Task objective: Go through the entries, filter for the word "configuration", and copy every line that has it.

Provided entries:
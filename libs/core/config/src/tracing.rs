use crate::Environment;
use tracing::{debug, info};
use tracing_subscriber::{prelude::*, EnvFilter};

/// Install color-eyre with a project-standard configuration.
///
/// Call this early in main() before any fallible operations to ensure
/// colored error output. Safe to call multiple times.
pub fn install_color_eyre() {
    let _ = color_eyre::config::HookBuilder::default()
        .display_location_section(true)
        .display_env_section(false)
        .install();
}

/// Initialize tracing with environment-aware configuration.
///
/// - **Production** (`APP_ENV=production`): JSON format for log aggregation,
///   module targets hidden.
/// - **Development** (default): pretty-printed, human-readable format.
///
/// `RUST_LOG` overrides the default level filter. Safe to call multiple
/// times; re-initialization is silently skipped (common in tests).
pub fn init_tracing(environment: &Environment) {
    let is_production = environment.is_production();

    let filter = EnvFilter::try_from_default_env().unwrap_or_else(|_| {
        if is_production {
            EnvFilter::new("info")
        } else {
            EnvFilter::new("debug")
        }
    });

    let result = if is_production {
        tracing_subscriber::registry()
            .with(
                tracing_subscriber::fmt::layer()
                    .json()
                    .with_target(false)
                    .flatten_event(true),
            )
            .with(tracing_error::ErrorLayer::default()) // Capture span traces on errors
            .with(filter)
            .try_init()
    } else {
        tracing_subscriber::registry()
            .with(
                tracing_subscriber::fmt::layer()
                    .with_target(false)
                    .with_file(false)
                    .with_line_number(false)
                    .pretty(),
            )
            .with(tracing_error::ErrorLayer::default()) // Capture span traces on errors
            .with(filter)
            .try_init()
    };

    match result {
        Ok(_) => {
            info!("Tracing initialized. Environment: {:?}", environment);
        }
        Err(_) => {
            // Tracing already initialized, which is fine (common in tests)
            debug!("Tracing already initialized, skipping re-initialization");
        }
    }
}
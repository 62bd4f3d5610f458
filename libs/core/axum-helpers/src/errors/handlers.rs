//! Fallback handlers producing structured error bodies.

use super::{ErrorCode, ErrorResponse};
use axum::{
    http::StatusCode,
    response::{IntoResponse, Response},
    Json,
};

/// Handler for 404 Not Found on unknown routes.
pub async fn not_found() -> Response {
    let body = Json(ErrorResponse {
        code: ErrorCode::NotFound.code(),
        error: "NotFound".to_string(),
        message: "The requested resource was not found".to_string(),
        details: None,
    });

    (StatusCode::NOT_FOUND, body).into_response()
}
//! Reusable OpenAPI response types for consistent API documentation.

use super::ErrorResponse;
#[allow(unused_imports)]
use serde_json::json;
use utoipa::ToResponse;

#[derive(ToResponse)]
#[response(
    description = "Internal Server Error",
    content_type = "application/json",
    example = json!({
        "code": 1005,
        "error": "InternalServerError",
        "message": "Products file not found.",
        "details": null
    })
)]
pub struct InternalServerErrorResponse(pub ErrorResponse);

#[derive(ToResponse)]
#[response(
    description = "Bad Request - Validation Error",
    content_type = "application/json",
    example = json!({
        "code": 1001,
        "error": "BadRequest",
        "message": "Request validation failed",
        "details": {
            "title": [{
                "code": "length",
                "message": "Title is required.",
                "params": {"min": 1, "value": ""}
            }]
        }
    })
)]
pub struct BadRequestValidationResponse(pub ErrorResponse);

#[derive(ToResponse)]
#[response(
    description = "Resource not found",
    content_type = "application/json",
    example = json!({
        "code": 1004,
        "error": "NotFound",
        "message": "Product with id 5 not found.",
        "details": null
    })
)]
pub struct NotFoundResponse(pub ErrorResponse);

#[derive(ToResponse)]
#[response(
    description = "Unauthorized - Basic authentication required",
    content_type = "application/json",
    example = json!({
        "code": 1006,
        "error": "Unauthorized",
        "message": "Missing Authorization Header",
        "details": null
    })
)]
pub struct UnauthorizedResponse(pub ErrorResponse);
//! Health endpoint reporting application identity.

use axum::{extract::State, routing::get, Json, Router};
use core_config::AppInfo;
use serde::Serialize;

#[derive(Serialize)]
pub struct HealthResponse {
    pub status: &'static str,
    pub name: &'static str,
    pub version: &'static str,
}

async fn health_handler(State(info): State<AppInfo>) -> Json<HealthResponse> {
    Json(HealthResponse {
        status: "ok",
        name: info.name,
        version: info.version,
    })
}

/// Router exposing `GET /health`.
pub fn health_router(app_info: AppInfo) -> Router {
    Router::new()
        .route("/health", get(health_handler))
        .with_state(app_info)
}
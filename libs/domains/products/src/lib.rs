//! Products Domain
//!
//! A complete domain implementation for managing products persisted in a
//! single JSON catalog file.
//!
//! # Architecture
//!
//! ```text
//! ┌─────────────┐
//! │  Handlers   │  ← HTTP endpoints
//! └──────┬──────┘
//!        │
//! ┌──────▼──────┐
//! │   Service   │  ← Business logic, validation
//! └──────┬──────┘
//!        │
//! ┌──────▼──────┐
//! │ Repository  │  ← Data access (trait + JSON-file implementation)
//! └──────┬──────┘
//!        │
//! ┌──────▼──────┐
//! │   Models    │  ← Entities, DTOs
//! └─────────────┘
//! ```
//!
//! # Usage
//!
//! ```rust,no_run
//! use axum_helpers::auth::{BasicAuth, StaticCredentials};
//! use domain_products::{handlers, JsonFileProductRepository, ProductService};
//!
//! let repository = JsonFileProductRepository::new("data/products.json");
//! let service = ProductService::new(repository);
//! let auth = BasicAuth::new(StaticCredentials::new("user", "pass"), "products");
//!
//! // Axum router, ready to be nested under /products
//! let router = handlers::router(service, auth);
//! ```

pub mod error;
pub mod handlers;
pub mod json_file;
pub mod models;
pub mod repository;
pub mod service;

// Re-export commonly used types
pub use error::{ProductError, ProductResult};
pub use handlers::ApiDoc;
pub use json_file::JsonFileProductRepository;
pub use models::{Catalog, Product, ProductDraft};
pub use repository::ProductRepository;
pub use service::ProductService;
//! Application state management

/// Shared application state
#[derive(Clone)]
pub struct AppState {
    pub config: crate::config::Config,
}
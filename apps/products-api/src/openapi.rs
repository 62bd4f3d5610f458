//! OpenAPI documentation configuration

use utoipa::OpenApi;

/// Combined OpenAPI documentation for the Products API
#[derive(OpenApi)]
#[openapi(
    info(
        title = "Products API",
        version = "0.1.0",
        description = "CRUD API for a JSON-file-backed product catalog",
        license(name = "MIT")
    ),
    nest(
        (path = "/products", api = domain_products::ApiDoc)
    ),
    tags(
        (name = "Products", description = "Product management endpoints")
    )
)]
pub struct ApiDoc;
//! Products API routes

use axum::Router;
use axum_helpers::auth::BasicAuth;
use domain_products::{handlers, JsonFileProductRepository, ProductService};

use crate::state::AppState;

/// Create products router
pub fn router(state: &AppState) -> Router {
    let repository = JsonFileProductRepository::new(state.config.storage.products_file.clone());
    let service = ProductService::new(repository);
    let auth = BasicAuth::from_config(&state.config.auth);
    handlers::router(service, auth)
}

/// Seed an empty catalog when the configured file is missing
pub async fn init_storage(state: &AppState) -> eyre::Result<()> {
    let repository = JsonFileProductRepository::new(state.config.storage.products_file.clone());
    repository.ensure_exists().await?;
    Ok(())
}
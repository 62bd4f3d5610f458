use async_trait::async_trait;

use crate::error::ProductResult;
use crate::models::{Product, ProductDraft};

/// Repository trait for Product persistence
///
/// Defines the data access interface for the product catalog.
/// Implementations can use different storage backends; the shipped one is
/// a single JSON file re-read on every call.
#[cfg_attr(test, mockall::automock)]
#[async_trait]
pub trait ProductRepository: Send + Sync {
    /// Full ordered catalog as currently persisted.
    async fn list_all(&self) -> ProductResult<Vec<Product>>;

    /// Product with the given id, or None. Linear scan.
    async fn get_by_id(&self, id: i64) -> ProductResult<Option<Product>>;

    /// Append a new product; the store assigns the id (max existing + 1,
    /// or 1 for an empty catalog). Returns the stored product.
    async fn create(&self, draft: ProductDraft) -> ProductResult<Product>;

    /// Replace the product with the given id in full, forcing its id to
    /// `id` regardless of any id in the draft. `NotFound` if absent.
    async fn update(&self, id: i64, draft: ProductDraft) -> ProductResult<Product>;

    /// Remove the product with the given id. `NotFound` if absent.
    async fn delete(&self, id: i64) -> ProductResult<()>;
}
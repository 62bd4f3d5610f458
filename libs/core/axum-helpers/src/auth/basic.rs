//! Basic authentication middleware with a pluggable credential validator.

use std::sync::Arc;

use axum::{
    extract::{Request, State},
    http::{header, HeaderMap, StatusCode},
    middleware::Next,
    response::{IntoResponse, Response},
    Json,
};
use axum_extra::headers::{authorization::Basic, Authorization, HeaderMapExt};

use super::config::AuthConfig;
use crate::errors::{ErrorCode, ErrorResponse};

/// Capability to validate a username/password pair.
///
/// The middleware only depends on this trait, so a real credential store
/// (database, LDAP, ...) can replace the static single-account check.
pub trait CredentialValidator: Send + Sync {
    fn validate(&self, username: &str, password: &str) -> bool;
}

/// Validator holding one fixed account.
#[derive(Clone)]
pub struct StaticCredentials {
    username: String,
    password: String,
}

impl StaticCredentials {
    pub fn new(username: impl Into<String>, password: impl Into<String>) -> Self {
        Self {
            username: username.into(),
            password: password.into(),
        }
    }
}

impl From<&AuthConfig> for StaticCredentials {
    fn from(config: &AuthConfig) -> Self {
        Self::new(config.username.clone(), config.password.clone())
    }
}

impl CredentialValidator for StaticCredentials {
    fn validate(&self, username: &str, password: &str) -> bool {
        username == self.username && password == self.password
    }
}

/// Shared state for [`basic_auth_middleware`].
#[derive(Clone)]
pub struct BasicAuth {
    validator: Arc<dyn CredentialValidator>,
    realm: String,
}

impl BasicAuth {
    pub fn new(validator: impl CredentialValidator + 'static, realm: impl Into<String>) -> Self {
        Self {
            validator: Arc::new(validator),
            realm: realm.into(),
        }
    }

    /// Build from config with the shipped static single-account validator.
    pub fn from_config(config: &AuthConfig) -> Self {
        Self::new(StaticCredentials::from(config), config.realm.clone())
    }

    /// 401 response carrying the `WWW-Authenticate` challenge.
    ///
    /// The realm is the request's Host, falling back to the configured realm.
    fn challenge(&self, headers: &HeaderMap, message: &str) -> Response {
        let realm = headers
            .get(header::HOST)
            .and_then(|v| v.to_str().ok())
            .unwrap_or(&self.realm);

        let body = Json(ErrorResponse {
            code: ErrorCode::Unauthorized.code(),
            error: "Unauthorized".to_string(),
            message: message.to_string(),
            details: None,
        });

        (
            StatusCode::UNAUTHORIZED,
            [(
                header::WWW_AUTHENTICATE,
                format!("Basic realm=\"{}\"", realm),
            )],
            body,
        )
            .into_response()
    }
}

/// Basic authentication middleware.
///
/// Parses the `Authorization: Basic <base64>` header and checks the decoded
/// credentials through the configured [`CredentialValidator`]. On any
/// failure (missing header, malformed value, rejected credentials) the
/// response is a 401 with a `WWW-Authenticate: Basic realm="<host>"`
/// challenge.
///
/// # Example
///
/// ```ignore
/// use axum::{middleware, routing::post, Router};
/// use axum_helpers::auth::{basic_auth_middleware, BasicAuth, StaticCredentials};
///
/// let auth = BasicAuth::new(StaticCredentials::new("user", "pass"), "my-api");
///
/// let protected = Router::new()
///     .route("/products", post(create_product))
///     .route_layer(middleware::from_fn_with_state(auth, basic_auth_middleware));
/// ```
pub async fn basic_auth_middleware(
    State(auth): State<BasicAuth>,
    headers: HeaderMap,
    request: Request,
    next: Next,
) -> Response {
    if !headers.contains_key(header::AUTHORIZATION) {
        tracing::debug!("Missing Authorization header");
        return auth.challenge(&headers, "Missing Authorization Header");
    }

    // typed_get handles scheme matching and base64 decoding
    let Some(credentials) = headers.typed_get::<Authorization<Basic>>() else {
        tracing::debug!("Authorization header is not valid Basic");
        return auth.challenge(&headers, "Invalid Authorization Header format");
    };

    let basic = credentials.0;
    if !auth.validator.validate(basic.username(), basic.password()) {
        tracing::debug!(username = basic.username(), "Basic credentials rejected");
        return auth.challenge(&headers, "Invalid Username or Password");
    }

    next.run(request).await
}

#[cfg(test)]
mod tests {
    use super::*;
    use axum::body::Body;
    use axum::http::Request as HttpRequest;
    use axum::routing::post;
    use axum::{middleware, Router};
    use tower::ServiceExt;

    const GOOD: &str = "Basic dGVzdF91c2VyOnRlc3RfcGFzc3dvcmQ="; // test_user:test_password
    const BAD: &str = "Basic dGVzdF91c2VyOndyb25n"; // test_user:wrong

    fn app() -> Router {
        let auth = BasicAuth::new(
            StaticCredentials::new("test_user", "test_password"),
            "test-realm",
        );
        Router::new()
            .route("/protected", post(|| async { "ok" }))
            .route_layer(middleware::from_fn_with_state(auth, basic_auth_middleware))
    }

    fn request(auth_header: Option<&str>) -> HttpRequest<Body> {
        let mut builder = HttpRequest::builder().method("POST").uri("/protected");
        if let Some(value) = auth_header {
            builder = builder.header(header::AUTHORIZATION, value);
        }
        builder.body(Body::empty()).unwrap()
    }

    #[tokio::test]
    async fn test_valid_credentials_pass_through() {
        let response = app().oneshot(request(Some(GOOD))).await.unwrap();
        assert_eq!(response.status(), StatusCode::OK);
    }

    #[tokio::test]
    async fn test_missing_header_is_challenged() {
        let response = app().oneshot(request(None)).await.unwrap();
        assert_eq!(response.status(), StatusCode::UNAUTHORIZED);
        let challenge = response
            .headers()
            .get(header::WWW_AUTHENTICATE)
            .and_then(|v| v.to_str().ok())
            .unwrap();
        assert_eq!(challenge, "Basic realm=\"test-realm\"");
    }

    #[tokio::test]
    async fn test_wrong_password_is_challenged() {
        let response = app().oneshot(request(Some(BAD))).await.unwrap();
        assert_eq!(response.status(), StatusCode::UNAUTHORIZED);
        assert!(response.headers().contains_key(header::WWW_AUTHENTICATE));
    }

    #[tokio::test]
    async fn test_non_basic_scheme_is_challenged() {
        let response = app()
            .oneshot(request(Some("Bearer some-token")))
            .await
            .unwrap();
        assert_eq!(response.status(), StatusCode::UNAUTHORIZED);
    }

    #[tokio::test]
    async fn test_challenge_realm_uses_host_header() {
        let req = HttpRequest::builder()
            .method("POST")
            .uri("/protected")
            .header(header::HOST, "shop.example.com")
            .body(Body::empty())
            .unwrap();
        let response = app().oneshot(req).await.unwrap();
        let challenge = response
            .headers()
            .get(header::WWW_AUTHENTICATE)
            .and_then(|v| v.to_str().ok())
            .unwrap();
        assert_eq!(challenge, "Basic realm=\"shop.example.com\"");
    }
}
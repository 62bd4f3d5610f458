use crate::{env_or_default, ConfigError, FromEnv};
use std::net::Ipv4Addr;

/// Server configuration for HTTP APIs
#[derive(Clone, Debug)]
pub struct ServerConfig {
    pub host: String,
    pub port: u16,
}

impl ServerConfig {
    pub fn new(host: String, port: u16) -> Self {
        Self { host, port }
    }

    /// Get the server address as "host:port"
    pub fn address(&self) -> String {
        format!("{}:{}", self.host, self.port)
    }
}

impl FromEnv for ServerConfig {
    /// Reads from environment variables with sensible defaults:
    /// - HOST: defaults to Ipv4Addr::UNSPECIFIED (0.0.0.0 - all interfaces)
    /// - PORT: defaults to 8080
    fn from_env() -> Result<Self, ConfigError> {
        let host = env_or_default("HOST", &Ipv4Addr::UNSPECIFIED.to_string());
        let port = env_or_default("PORT", "8080")
            .parse()
            .map_err(|e| ConfigError::ParseError {
                key: "PORT".to_string(),
                details: format!("{}", e),
            })?;

        Ok(Self { host, port })
    }
}

impl Default for ServerConfig {
    fn default() -> Self {
        Self {
            host: Ipv4Addr::UNSPECIFIED.to_string(),
            port: 8080,
        }
    }
}
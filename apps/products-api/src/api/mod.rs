//! API routes module

pub mod products;

use axum::Router;

use crate::state::AppState;

/// Create all API routes
pub fn routes(state: &AppState) -> Router {
    Router::new().nest("/products", products::router(state))
}

/// Seed the catalog file if it does not exist yet
pub async fn init_storage(state: &AppState) -> eyre::Result<()> {
    products::init_storage(state).await
}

Solution to this problem:
/// Install color-eyre with a project-standard configuration.
/// Initialize tracing with environment-aware configuration.
//! OpenAPI documentation configuration
/// Server configuration for HTTP APIs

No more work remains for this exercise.